Palm can't let this happen in the future. Europe has a level of mobile phone penetration is higher than the US, Europeans change their phones every 12 - 18 months rather than the 2 years or so for a Verizon customer in the US. Europe is rolling out UMTS / 3G services, but despite the hype there are no killer apps, partly because the handsets aren't great: so for Palm there is a real market opportunity. Even though Palm is a Microsoft licensee it will still be competing against established handset manufacturers like Motorola, HTC and Sagem. Microsoft's motives are further complicated because the company wants an end-to-end play. Telecoms back-end systems, transactions, service provision, media creation and playback, instant messaging, user experience, enterprise applications and information security all running on Microsoft platforms. Would they burn Palm to improve their overall interest? No question about it.

Look to the PC marketplace, Steve Jobs has said on numerous occasions there are two PC manufacturers making a profit - Dell and Apple. Other players stay in the marketplace for strategic reasons, but Microsoft makes money on each Windows box, whatever happens to the manufacturer.

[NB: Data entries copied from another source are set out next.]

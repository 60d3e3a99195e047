//! Integration tests for the history views and `POST /annotate`.

mod common;

use axum::http::StatusCode;
use common::{body_json, multipart_body, multipart_content_type, TestApp};
use plm_core::document_id::encode_document_id;
use serde_json::json;

async fn converted(app: &TestApp, filename: &str, project_id: &str) {
    let response = app
        .convert(
            filename,
            &[
                ("project_id", project_id),
                ("owner", "kim"),
                ("tags", "floor;draft"),
                ("revision_note", "first cut"),
            ],
        )
        .await;
    assert_eq!(response.status(), StatusCode::OK);
}

// ---------------------------------------------------------------------------
// Test: annotating an unknown document is a 404
// ---------------------------------------------------------------------------

#[tokio::test]
async fn annotate_before_convert_is_not_found() {
    let app = TestApp::new().await;
    let response = app
        .post_json(
            "/annotate",
            json!({"project_id": "alpha", "document_label": "plan.dxf", "annotation_text": "hi"}),
        )
        .await;
    assert_eq!(response.status(), StatusCode::NOT_FOUND);
    assert_eq!(body_json(response).await["error_code"], "DOCUMENT_NOT_FOUND");
    assert_eq!(app.state.history.len().await, 0);
}

// ---------------------------------------------------------------------------
// Test: annotations accumulate as new history entries
// ---------------------------------------------------------------------------

#[tokio::test]
async fn annotate_appends_annotation_event() {
    let app = TestApp::new().await;
    converted(&app, "plan.dxf", "alpha").await;
    let document_id = encode_document_id("alpha", "plan.dxf");

    let response = app
        .post_json(
            "/annotate",
            json!({
                "document_id": document_id,
                "annotation_text": "dimensions checked",
                "annotation_author": "lee",
                "annotation_kind": "review",
            }),
        )
        .await;
    assert_eq!(response.status(), StatusCode::OK);
    let json = body_json(response).await;
    assert_eq!(json["status"], "ok");
    assert_eq!(json["document_id"], document_id.as_str());
    assert_eq!(json["entry"]["event"], "annotation");
    assert_eq!(json["entry"]["state"], "done");
    assert_eq!(json["entry"]["owner"], "kim");
    assert_eq!(json["entry"]["annotations"][0]["kind"], "review");

    let form = "project_id=alpha&document_label=plan.dxf&annotation_text=second&owner=sam";
    let response = app
        .post(
            "/annotate",
            "application/x-www-form-urlencoded",
            form.as_bytes().to_vec(),
        )
        .await;
    assert_eq!(response.status(), StatusCode::OK);
    let json = body_json(response).await;
    assert_eq!(json["entry"]["owner"], "sam");
    assert_eq!(json["entry"]["annotations"].as_array().unwrap().len(), 2);

    let versions = body_json(app.get(&format!("/documents/{document_id}/versions")).await).await;
    assert_eq!(versions["status"], "ok");
    assert_eq!(versions["count"], 3);
    assert_eq!(versions["items"][0]["event"], "annotation");
    assert_eq!(versions["items"][2]["event"], "convert");
    assert!(versions["items"][2]["annotations"].as_array().unwrap().is_empty());
}

#[tokio::test]
async fn annotate_accepts_multipart_fields() {
    let app = TestApp::new().await;
    converted(&app, "plan.dxf", "alpha").await;

    let body = multipart_body(
        &[
            ("project_id", "alpha"),
            ("document_label", "plan.dxf"),
            ("annotations", r#"[{"message": "from multipart"}]"#),
        ],
        None,
    );
    let response = app.post("/annotate", &multipart_content_type(), body).await;
    assert_eq!(response.status(), StatusCode::OK);
    let json = body_json(response).await;
    assert_eq!(json["entry"]["annotations"][0]["message"], "from multipart");
}

#[tokio::test]
async fn annotate_rejects_bad_bodies() {
    let app = TestApp::new().await;

    let response = app
        .post("/annotate", "text/plain", b"hello".to_vec())
        .await;
    assert_eq!(response.status(), StatusCode::BAD_REQUEST);
    assert_eq!(body_json(response).await["error_code"], "INVALID_BODY");

    let response = app.post_json("/annotate", json!(["not", "an", "object"])).await;
    assert_eq!(body_json(response).await["error_code"], "INVALID_BODY");

    let response = app
        .post_json("/annotate", json!({"project_id": "alpha", "annotation_text": "x"}))
        .await;
    assert_eq!(
        body_json(response).await["error_code"],
        "MISSING_DOCUMENT_IDENTITY"
    );

    let response = app
        .post_json("/annotate", json!({"project_id": "alpha", "document_label": "d"}))
        .await;
    assert_eq!(body_json(response).await["error_code"], "MISSING_ANNOTATIONS");

    let response = app
        .post_json("/annotate", json!({"document_id": "!!", "annotation_text": "x"}))
        .await;
    assert_eq!(body_json(response).await["error_code"], "INVALID_DOCUMENT_ID");
}

// ---------------------------------------------------------------------------
// Test: list endpoints share the filter set and the envelope
// ---------------------------------------------------------------------------

#[tokio::test]
async fn history_views_aggregate_and_filter() {
    let app = TestApp::new().await;
    converted(&app, "plan.dxf", "alpha").await;
    converted(&app, "section.dxf", "alpha").await;
    converted(&app, "site.dxf", "beta").await;

    let history = body_json(app.get("/history").await).await;
    assert_eq!(history["count"], 3);
    assert_eq!(history["items"][0]["document_label"], "site.dxf");

    let limited = body_json(app.get("/history?limit=1").await).await;
    assert_eq!(limited["count"], 1);
    let unparsable = body_json(app.get("/history?limit=lots").await).await;
    assert_eq!(unparsable["count"], 3);

    let alpha = body_json(app.get("/history?project_id=alpha").await).await;
    assert_eq!(alpha["count"], 2);
    let tagged = body_json(app.get("/history?tag=DRAFT&owner=KIM").await).await;
    assert_eq!(tagged["count"], 3);
    let missing_tag = body_json(app.get("/history?tags=final").await).await;
    assert_eq!(missing_tag["count"], 0);
    let revision = body_json(app.get("/history?revision_note=first").await).await;
    assert_eq!(revision["count"], 3);
    let failed = body_json(app.get("/history?state=error").await).await;
    assert_eq!(failed["count"], 0);

    let projects = body_json(app.get("/projects").await).await;
    assert_eq!(projects["count"], 2);
    assert_eq!(projects["items"][0]["project_id"], "beta");
    assert_eq!(projects["items"][1]["project_id"], "alpha");
    assert_eq!(projects["items"][1]["document_count"], 2);

    let documents = body_json(app.get("/projects/alpha/documents").await).await;
    assert_eq!(documents["count"], 2);
    assert_eq!(documents["items"][0]["document_label"], "section.dxf");
    assert_eq!(
        documents["items"][0]["document_id"],
        encode_document_id("alpha", "section.dxf")
    );
}

#[tokio::test]
async fn versions_reject_invalid_document_id() {
    let app = TestApp::new().await;
    let response = app.get("/documents/!!!/versions").await;
    assert_eq!(response.status(), StatusCode::BAD_REQUEST);
    assert_eq!(body_json(response).await["error_code"], "INVALID_DOCUMENT_ID");
}

#[tokio::test]
async fn documents_require_a_project_id() {
    let app = TestApp::new().await;
    let response = app.get("/projects/%20/documents").await;
    assert_eq!(response.status(), StatusCode::BAD_REQUEST);
    assert_eq!(body_json(response).await["error_code"], "MISSING_PROJECT_ID");
}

Then there are aggressive Asian players like Siemens/BenQ, and is likely to be joined by Chinese newcomers like Haier or Ningbo Bird. Chinese manufacturers have a lot of work going into embedded Linux devices that are constantly improving. US manufacturer Danger, who make the Hip-Top devices had both Orange and T-Mobile as investors, the tight integration including storing user data like address books on the network and large screen suitable for multimedia makes it an interesting proposition.

Fellow Palm licensee Qool Labs have a fantastic Palm powered product that has not been distributed in the West. European handset manufacturers with entrenched relationships and brand equity like Sony Ericsson and Nokia are unlikely to lie down either. Indeed Nokia's 9X00 series and the E61 are exceptionally well-designed competitive devices. Palm needs to have an R&D / localisation facility close to the customer base filled with talented people.


Trying to do the carrier-specific development from Silicon Valley or Asia puts them on a different working day from the clientele, placing a strain on project management and close cooperative client working. It is not conducive to supplying the kind of carrier integration needed to supply large-scale orders that Palm needs in order to achieve critical mass in the market.

Palm's expansion of its Dublin logistics and operations site to include localisation is a statement of intent that they are now going to get serious about Europe, hopefully ensuring an even better user experience and favourable subsidies for Treo users.